= TO DO =
Pull every line containing "Result" from the listing below.

(MATERIAL SHOWN Opens)

use rand::Rng;

use super::Input;
use crate::common::InputError;

/// Guesses uniformly at random; used by the simulator.
pub struct RandomInput<R: Rng> {
    rng: R,
    players: usize,
}

impl<R: Rng> RandomInput<R> {
    pub fn new(rng: R, players: usize) -> Self {
        Self {
            rng,
            players: players.max(1),
        }
    }
}

impl<R: Rng> Input for RandomInput<R> {
    fn request_player_count(&mut self) -> Result<usize, InputError> {
        Ok(self.players)
    }

    fn request_coordinate(
        &mut self,
        max_x: usize,
        max_y: usize,
    ) -> Result<(usize, usize), InputError> {
        Ok((
            self.rng.random_range(0..=max_x),
            self.rng.random_range(0..=max_y),
        ))
    }
}
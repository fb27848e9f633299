//! Diagnostics for the game binaries.
//!
//! Records go to stderr as `[LEVEL target] message` so they never mix with
//! the prompts and grids written to stdout. The level is read once from
//! `GRIDSHOT_LOG` (`error`, `warn`, `info`, `debug`, `trace` or `off`).

#![cfg(feature = "std")]

use std::io::Write;

use log::{LevelFilter, Log, Metadata, Record};

/// Variable holding the maximum level to emit.
pub const LOG_ENV: &str = "GRIDSHOT_LOG";

struct Diagnostics;

impl Log for Diagnostics {
    fn enabled(&self, metadata: &Metadata) -> bool {
        metadata.level() <= log::max_level()
    }

    fn log(&self, record: &Record) {
        if !self.enabled(record.metadata()) {
            return;
        }
        let stderr = std::io::stderr();
        let mut out = stderr.lock();
        let _ = writeln!(
            out,
            "[{:<5} {}] {}",
            record.level(),
            record.target(),
            record.args()
        );
    }

    fn flush(&self) {
        let _ = std::io::stderr().flush();
    }
}

static DIAGNOSTICS: Diagnostics = Diagnostics;

/// Parse a `GRIDSHOT_LOG` value; unknown values fall back to `warn`.
pub fn level_from(value: Option<&str>) -> LevelFilter {
    value
        .and_then(|v| v.trim().parse().ok())
        .unwrap_or(LevelFilter::Warn)
}

/// Install the stderr logger. Calling it more than once is harmless.
pub fn init_logging() {
    let level = level_from(std::env::var(LOG_ENV).ok().as_deref());
    if log::set_logger(&DIAGNOSTICS).is_ok() {
        log::set_max_level(level);
    }
}
//! Board and player construction: random ship coordinates and player naming.

use alloc::collections::BTreeSet;
use alloc::format;
use alloc::vec::Vec;
use rand::Rng;

use crate::board::Board;
use crate::common::BoardError;
use crate::config::GameConfig;
use crate::game::Player;

/// Draw `n` distinct coordinates with `0 <= x <= max_x` and `0 <= y <= max_y`.
///
/// Duplicates are rejected and redrawn. Fails with
/// [`BoardError::CapacityExceeded`] when the space holds fewer than `n`
/// coordinates.
pub fn generate_unique_coordinates<R: Rng>(
    rng: &mut R,
    n: usize,
    max_x: usize,
    max_y: usize,
) -> Result<BTreeSet<(usize, usize)>, BoardError> {
    // a space too large to count holds any n
    let available = max_x
        .checked_add(1)
        .zip(max_y.checked_add(1))
        .and_then(|(w, h)| w.checked_mul(h))
        .unwrap_or(usize::MAX);
    if n > available {
        return Err(BoardError::CapacityExceeded {
            requested: n,
            available,
        });
    }
    let mut coords = BTreeSet::new();
    while coords.len() < n {
        let x = rng.random_range(0..=max_x);
        let y = rng.random_range(0..=max_y);
        coords.insert((x, y));
    }
    Ok(coords)
}

/// Build a board for `config` with `ship_count` ships at random coordinates.
pub fn new_board<R: Rng>(config: &GameConfig, rng: &mut R) -> Result<Board, BoardError> {
    config.validate()?;
    let mut board = Board::new(config.width, config.height)?;
    let coords =
        generate_unique_coordinates(rng, config.ship_count, config.width - 1, config.height - 1)?;
    for (x, y) in coords {
        board.add_ship(x, y)?;
    }
    log::debug!("placed {} ships on {}x{} board", board.ships().len(), config.width, config.height);
    Ok(board)
}

/// Players named "Player 1" through "Player n". At least one player is always created.
pub fn make_players(n: usize) -> Vec<Player> {
    (1..=n.max(1))
        .map(|i| Player::new(format!("Player {}", i)))
        .collect()
}
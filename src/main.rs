#[cfg(not(feature = "std"))]
fn main() {}

#[cfg(feature = "std")]
use gridshot::{
    init_logging, make_players, new_board, Game, GameConfig, Input, TerminalInput, TerminalView,
};

#[cfg(feature = "std")]
use clap::Parser;
#[cfg(feature = "std")]
use rand::rngs::SmallRng;
#[cfg(feature = "std")]
use rand::SeedableRng;

/// Local hot-seat battleship on a shared board.
#[derive(Parser)]
#[command(author, version, about, long_about = None)]
#[cfg(feature = "std")]
struct Cli {
    #[arg(long, help = "Fix RNG seed for reproducible ship placement (e.g., --seed 12345)")]
    seed: Option<u64>,
    #[arg(long, default_value_t = gridshot::DEFAULT_WIDTH)]
    width: usize,
    #[arg(long, default_value_t = gridshot::DEFAULT_HEIGHT)]
    height: usize,
    #[arg(long, default_value_t = gridshot::DEFAULT_SHIPS)]
    ships: usize,
    #[arg(long, default_value_t = gridshot::DEFAULT_GUESSES, help = "Rounds before the game ends")]
    guesses: u32,
    #[arg(
        long,
        value_parser = clap::value_parser!(u32).range(1..),
        help = "Number of players (at least 1); prompted for when omitted"
    )]
    players: Option<u32>,
}

#[cfg(feature = "std")]
fn main() -> anyhow::Result<()> {
    init_logging();
    let cli = Cli::parse();

    let config = GameConfig {
        width: cli.width,
        height: cli.height,
        ship_count: cli.ships,
        guesses: cli.guesses,
        ..GameConfig::default()
    };
    config.validate().map_err(|e| anyhow::anyhow!(e))?;

    let mut rng = if let Some(s) = cli.seed {
        log::info!("using fixed seed {}", s);
        SmallRng::seed_from_u64(s)
    } else {
        let mut seed_rng = rand::rng();
        SmallRng::from_rng(&mut seed_rng)
    };
    let board = new_board(&config, &mut rng).map_err(|e| anyhow::anyhow!(e))?;

    let stdin = std::io::stdin();
    let mut input = TerminalInput::new(stdin.lock(), std::io::stdout(), config.input_attempts);
    let mut view = TerminalView::new(std::io::stdout());

    let count = match cli.players {
        Some(n) => n as usize,
        None => input.request_player_count()?,
    };
    let players = make_players(count);

    let mut game = Game::new(board, players, config.guesses).with_markers(config.markers);
    game.play(&mut input, &mut view)?;
    Ok(())
}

(MATERIAL SHOWN Closes)

= SOLUTION BELOW =
    fn request_player_count(&mut self) -> Result<usize, InputError> {
    ) -> Result<(usize, usize), InputError> {
) -> Result<BTreeSet<(usize, usize)>, BoardError> {
pub fn new_board<R: Rng>(config: &GameConfig, rng: &mut R) -> Result<Board, BoardError> {
fn main() -> anyhow::Result<()> {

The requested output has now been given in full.